Since the inclusion of IVA into the NBS disease panel, there has been a distinction between individuals with mild and classic IVA [4,5]. ML methods can classify newborns with mild and classic for both data sets while obtaining a similar false positive reduction, Figure 5. For both data sets, the algorithms used several features as input and false positives were mainly newborns falsely classified as newborns with mild IVA. Until now, isolated C5 is known to be the best metabolite to discriminate mild and classic IVA in larger cohorts [4,5] and may be seconded by other metabolites if a metabolic comprehensive explanation of the combinations is given. As many of the screened individuals with IVA are asymptomatic at the positive screening result [4], it would be crucial to predict the severity of the clinical phenotype in order to enable a stratified diagnostic and therapeutic practice.
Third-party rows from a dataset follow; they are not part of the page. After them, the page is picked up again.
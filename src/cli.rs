use clap::{ArgAction, Parser};
use std::path::PathBuf;

#[derive(Parser, Debug)]
#[command(name = "wordsplit")]
#[command(
    about = "Find six-letter dictionary words made of two shorter dictionary words",
    long_about = None
)]
#[command(version)]
pub struct Cli {
    /// Dictionary file, one word per line
    pub input: PathBuf,

    /// Report file (created or overwritten)
    pub output: PathBuf,

    /// Increase diagnostic output on stderr (-v info, -vv debug, -vvv trace)
    #[arg(short, long, action = ArgAction::Count)]
    pub verbose: u8,
}

/// Parse CLI arguments using Clap
pub fn parse_args() -> Cli {
    Cli::parse()
}
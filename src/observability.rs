//! Logging setup and pipeline phase names.
//!
//! Diagnostics go to stderr through `tracing`; stdout is left for the
//! timing summary. Each pipeline phase runs inside a span named after its
//! [`Phase`], so log lines carry the phase they were emitted from.

use std::io::IsTerminal;
use tracing_subscriber::EnvFilter;

/// Major stages of a run.
#[derive(Debug, Clone, Copy, PartialEq, Eq, Hash)]
pub enum Phase {
    /// Reading the dictionary file
    Load,
    /// Selecting six-letter candidates
    Filter,
    /// Testing split points of each candidate
    Match,
    /// Writing the report
    Write,
}

impl Phase {
    pub const ALL: [Phase; 4] = [Phase::Load, Phase::Filter, Phase::Match, Phase::Write];

    #[must_use]
    pub const fn as_str(&self) -> &'static str {
        match self {
            Self::Load => "load",
            Self::Filter => "filter",
            Self::Match => "match",
            Self::Write => "write",
        }
    }
}

impl std::fmt::Display for Phase {
    fn fmt(&self, f: &mut std::fmt::Formatter<'_>) -> std::fmt::Result {
        f.write_str(self.as_str())
    }
}

/// Map `-v` occurrences to a filter directive.
#[must_use]
pub fn level_for_verbosity(verbosity: u8) -> &'static str {
    match verbosity {
        0 => "warn",
        1 => "info",
        2 => "debug",
        _ => "trace",
    }
}

/// Install the global stderr subscriber.
///
/// Safe to call more than once; later calls leave the first subscriber in
/// place.
pub fn init_logging(verbosity: u8) {
    let filter = EnvFilter::new(format!("wordsplit={}", level_for_verbosity(verbosity)));
    let _ = tracing_subscriber::fmt()
        .with_env_filter(filter)
        .with_writer(std::io::stderr)
        .with_ansi(std::io::stderr().is_terminal())
        .with_target(false)
        .try_init();
}
//! Run configuration derived from the command line.

use crate::cli::Cli;
use std::path::PathBuf;

#[derive(Debug, Clone, PartialEq, Eq)]
pub struct RunConfig {
    pub input: PathBuf,
    pub output: PathBuf,
    pub verbosity: u8,
}

impl RunConfig {
    pub fn new(input: impl Into<PathBuf>, output: impl Into<PathBuf>) -> Self {
        Self {
            input: input.into(),
            output: output.into(),
            verbosity: 0,
        }
    }

    #[must_use]
    pub fn with_verbosity(mut self, verbosity: u8) -> Self {
        self.verbosity = verbosity;
        self
    }
}

impl From<Cli> for RunConfig {
    fn from(cli: Cli) -> Self {
        Self::new(cli.input, cli.output).with_verbosity(cli.verbose)
    }
}

#[cfg(test)]
mod tests {
    use super::*;
    use clap::Parser;

    #[test]
    fn built_from_cli() {
        let cli = Cli::try_parse_from(["wordsplit", "-v", "in.txt", "out.txt"]).unwrap();

        assert_eq!(
            RunConfig::from(cli),
            RunConfig::new("in.txt", "out.txt").with_verbosity(1)
        );
    }
}
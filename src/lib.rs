//! Find six-letter words that are two shorter dictionary words joined.
//!
//! The library is a pipeline of small functions:
//! [`read_dictionary`] → [`six_letter_words`] → [`find_matches`] →
//! [`write_output`]. Only the two ends touch the filesystem; both fail with
//! [`DataAccessError`].

pub mod cli;
pub mod config;
pub mod dictionary;
pub mod errors;
pub mod filter;
pub mod matcher;
pub mod observability;
pub mod output;
pub mod pipeline;

// Re-export commonly used types
pub use crate::config::RunConfig;
pub use crate::dictionary::{load_dictionary, read_dictionary, Dictionary};
pub use crate::errors::{AccessKind, DataAccessError};
pub use crate::filter::{six_letter_words, TARGET_LENGTH};
pub use crate::matcher::{find_matches, split_points, MatchRecord};
pub use crate::output::{render, write_matches, write_output};
pub use crate::pipeline::{compound_words, run, RunSummary};
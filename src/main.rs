use anyhow::{Context, Result};
use wordsplit::cli;
use wordsplit::observability::init_logging;
use wordsplit::RunConfig;

fn main() -> Result<()> {
    let config = RunConfig::from(cli::parse_args());
    init_logging(config.verbosity);

    let summary = wordsplit::run(&config).with_context(|| {
        format!(
            "wordsplit failed for {} -> {}",
            config.input.display(),
            config.output.display()
        )
    })?;

    println!("{}", summary.banner());
    Ok(())
}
This would allow immediate treatment of all individuals at risk, and would also reduce over-treatment for individuals with the predominantly identified attenuated variant.

4.3. Limitations

The acquired data set consists of more than 2 million NBS profiles but only 28 (22 mild, 6 classic) newborns with IVA. This is above the minimum number of 20 true positives suggested by Lin et al [19] to achieve stable results in NBS but still very low and could negatively affect the proposed ML algorithms, as the true positives might not span throughout the whole feature space needed to be learned by the algorithm. Validating the ML methods with cross-validation, revealed that not all algorithms could robustly obtain good results, indicating that the training and test data sets might not contain sufficient data. Also, the classification results of the three-fold classification, normal, mild, and classic IVA, Figure 5, showed that not all newborns with mild and classic IVA could be identified correctly over the 100 independent runs, which would be an essential requirement for the application of ML methods as a daily practice in NBS. Furthermore, this study only considers data from the Heidelberg screening laboratory in Germany, hence the algorithms could perform differently on other data sets. Moreover, the LDA-LR and LDA-RR methods do not allow for an evaluation of important features since the LR coefficients are only evaluated on the two LDA dimensions. This gives rise to the question if algorithms should only be evaluated based on their performance or also on their interpretability. In general, it is not clear how black box methods can be applied in the clinical context and which ethical and legal requirements are needed to apply ML methods, as well as how these methods may be controlled and accepted by the patients and society [35]. A previous survey in Germany [36] showed that patient representatives expect advances in personalized treatment through the application of AI. They hope for improved interconnected medical care, advanced diagnostics, and the use of electronic patient records. However, strong concerns about data protection and informal self-determination of the data were mentioned. Moreover, the patient representatives fear possible mistakes or discrimination by the algorithms and AI systems due to insufficient training data sets, and the loss of social interaction with physicians [36]. All these concerns should be considered when applying AI methods in the medical context.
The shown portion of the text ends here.